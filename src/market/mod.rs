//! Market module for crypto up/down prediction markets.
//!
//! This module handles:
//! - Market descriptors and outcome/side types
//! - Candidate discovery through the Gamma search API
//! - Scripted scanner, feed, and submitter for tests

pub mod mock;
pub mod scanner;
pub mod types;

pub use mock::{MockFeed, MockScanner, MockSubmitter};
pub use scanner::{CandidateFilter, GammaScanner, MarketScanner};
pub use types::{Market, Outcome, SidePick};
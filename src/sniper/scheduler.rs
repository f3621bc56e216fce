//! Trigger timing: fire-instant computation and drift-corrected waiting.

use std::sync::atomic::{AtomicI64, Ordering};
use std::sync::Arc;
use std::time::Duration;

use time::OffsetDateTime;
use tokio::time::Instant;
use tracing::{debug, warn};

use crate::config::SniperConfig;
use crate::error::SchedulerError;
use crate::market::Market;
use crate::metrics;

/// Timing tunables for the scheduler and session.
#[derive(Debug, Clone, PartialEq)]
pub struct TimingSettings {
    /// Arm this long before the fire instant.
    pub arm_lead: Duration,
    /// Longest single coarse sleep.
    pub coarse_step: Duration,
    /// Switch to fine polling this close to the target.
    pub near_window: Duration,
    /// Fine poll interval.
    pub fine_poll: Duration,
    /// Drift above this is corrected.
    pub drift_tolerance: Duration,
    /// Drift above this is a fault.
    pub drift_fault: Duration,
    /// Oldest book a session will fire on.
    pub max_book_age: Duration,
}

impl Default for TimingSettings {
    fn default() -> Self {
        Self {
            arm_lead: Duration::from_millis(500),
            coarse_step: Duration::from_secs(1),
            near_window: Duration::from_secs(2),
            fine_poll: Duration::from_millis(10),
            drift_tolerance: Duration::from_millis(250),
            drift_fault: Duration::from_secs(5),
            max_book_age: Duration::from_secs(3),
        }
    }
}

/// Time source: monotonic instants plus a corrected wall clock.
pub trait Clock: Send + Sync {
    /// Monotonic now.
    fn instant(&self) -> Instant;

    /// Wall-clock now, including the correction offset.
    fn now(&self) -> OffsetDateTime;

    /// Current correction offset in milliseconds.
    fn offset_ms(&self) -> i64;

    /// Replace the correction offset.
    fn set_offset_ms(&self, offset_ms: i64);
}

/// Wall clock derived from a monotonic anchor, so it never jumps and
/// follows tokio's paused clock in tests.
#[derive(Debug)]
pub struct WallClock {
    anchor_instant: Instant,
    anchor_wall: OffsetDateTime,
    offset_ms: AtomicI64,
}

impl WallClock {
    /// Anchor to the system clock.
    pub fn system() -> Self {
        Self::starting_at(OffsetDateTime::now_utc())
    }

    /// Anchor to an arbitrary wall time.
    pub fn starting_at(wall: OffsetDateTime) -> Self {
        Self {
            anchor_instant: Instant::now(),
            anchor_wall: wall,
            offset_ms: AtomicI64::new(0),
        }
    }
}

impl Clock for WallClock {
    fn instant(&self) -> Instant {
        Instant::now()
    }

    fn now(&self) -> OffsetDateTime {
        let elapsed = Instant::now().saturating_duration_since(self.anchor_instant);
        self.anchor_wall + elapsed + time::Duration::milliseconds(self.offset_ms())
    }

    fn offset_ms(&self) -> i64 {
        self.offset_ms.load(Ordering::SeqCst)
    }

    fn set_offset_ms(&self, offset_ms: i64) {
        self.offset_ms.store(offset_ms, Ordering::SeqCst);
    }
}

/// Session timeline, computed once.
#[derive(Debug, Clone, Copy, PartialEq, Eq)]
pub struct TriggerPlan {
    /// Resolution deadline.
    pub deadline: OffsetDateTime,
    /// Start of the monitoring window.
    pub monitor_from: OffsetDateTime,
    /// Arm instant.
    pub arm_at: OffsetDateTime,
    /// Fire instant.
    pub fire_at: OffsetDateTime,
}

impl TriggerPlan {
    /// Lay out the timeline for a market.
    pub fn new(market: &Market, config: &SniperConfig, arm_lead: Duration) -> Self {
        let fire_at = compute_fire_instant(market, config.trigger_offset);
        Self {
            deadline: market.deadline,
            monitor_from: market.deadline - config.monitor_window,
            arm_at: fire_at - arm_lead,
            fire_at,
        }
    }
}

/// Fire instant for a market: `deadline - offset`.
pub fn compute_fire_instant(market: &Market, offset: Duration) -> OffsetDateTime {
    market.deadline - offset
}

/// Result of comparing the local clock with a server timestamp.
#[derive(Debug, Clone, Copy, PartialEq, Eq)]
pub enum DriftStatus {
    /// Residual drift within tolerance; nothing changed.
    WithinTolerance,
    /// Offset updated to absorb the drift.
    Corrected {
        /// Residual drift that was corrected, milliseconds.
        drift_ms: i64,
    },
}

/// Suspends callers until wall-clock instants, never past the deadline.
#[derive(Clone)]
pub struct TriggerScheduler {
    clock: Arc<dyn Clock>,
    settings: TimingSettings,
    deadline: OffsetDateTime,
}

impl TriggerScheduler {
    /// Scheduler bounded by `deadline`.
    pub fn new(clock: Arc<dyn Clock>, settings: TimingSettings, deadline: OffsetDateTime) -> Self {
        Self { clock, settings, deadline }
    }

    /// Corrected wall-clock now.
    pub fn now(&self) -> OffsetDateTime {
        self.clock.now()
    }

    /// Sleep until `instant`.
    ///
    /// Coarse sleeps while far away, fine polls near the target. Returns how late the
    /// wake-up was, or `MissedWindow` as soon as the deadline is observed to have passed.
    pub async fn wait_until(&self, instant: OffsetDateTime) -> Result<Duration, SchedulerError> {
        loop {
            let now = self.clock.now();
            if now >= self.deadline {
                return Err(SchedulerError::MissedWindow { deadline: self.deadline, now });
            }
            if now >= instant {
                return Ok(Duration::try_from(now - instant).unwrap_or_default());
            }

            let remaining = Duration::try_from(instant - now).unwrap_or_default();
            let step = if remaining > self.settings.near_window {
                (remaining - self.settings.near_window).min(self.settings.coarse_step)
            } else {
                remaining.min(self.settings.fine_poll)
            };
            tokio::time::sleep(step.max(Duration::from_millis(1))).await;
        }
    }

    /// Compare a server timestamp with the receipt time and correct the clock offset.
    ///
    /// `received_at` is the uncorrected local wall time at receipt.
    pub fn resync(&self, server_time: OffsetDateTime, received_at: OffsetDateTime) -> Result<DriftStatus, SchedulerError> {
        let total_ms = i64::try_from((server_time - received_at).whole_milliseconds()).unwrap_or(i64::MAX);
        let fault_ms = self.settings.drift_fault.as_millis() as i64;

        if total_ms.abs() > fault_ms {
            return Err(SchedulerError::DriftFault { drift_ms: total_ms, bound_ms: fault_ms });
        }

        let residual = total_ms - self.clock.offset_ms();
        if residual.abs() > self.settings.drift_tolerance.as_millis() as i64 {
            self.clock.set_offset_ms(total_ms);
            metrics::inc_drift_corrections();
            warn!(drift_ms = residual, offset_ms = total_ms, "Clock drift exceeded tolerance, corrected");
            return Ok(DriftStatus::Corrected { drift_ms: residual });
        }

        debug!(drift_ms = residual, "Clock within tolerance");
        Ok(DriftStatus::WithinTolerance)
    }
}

━━━━━━━━━━

Output exactly the lines of the records from the first through the one bearing "pub mod mock;", both ends included.

→ Solution:
filename src/market/mod.rs
//! Market module for crypto up/down prediction markets.
//!
//! This module handles:
//! - Market descriptors and outcome/side types
//! - Candidate discovery through the Gamma search API
//! - Scripted scanner, feed, and submitter for tests

pub mod mock;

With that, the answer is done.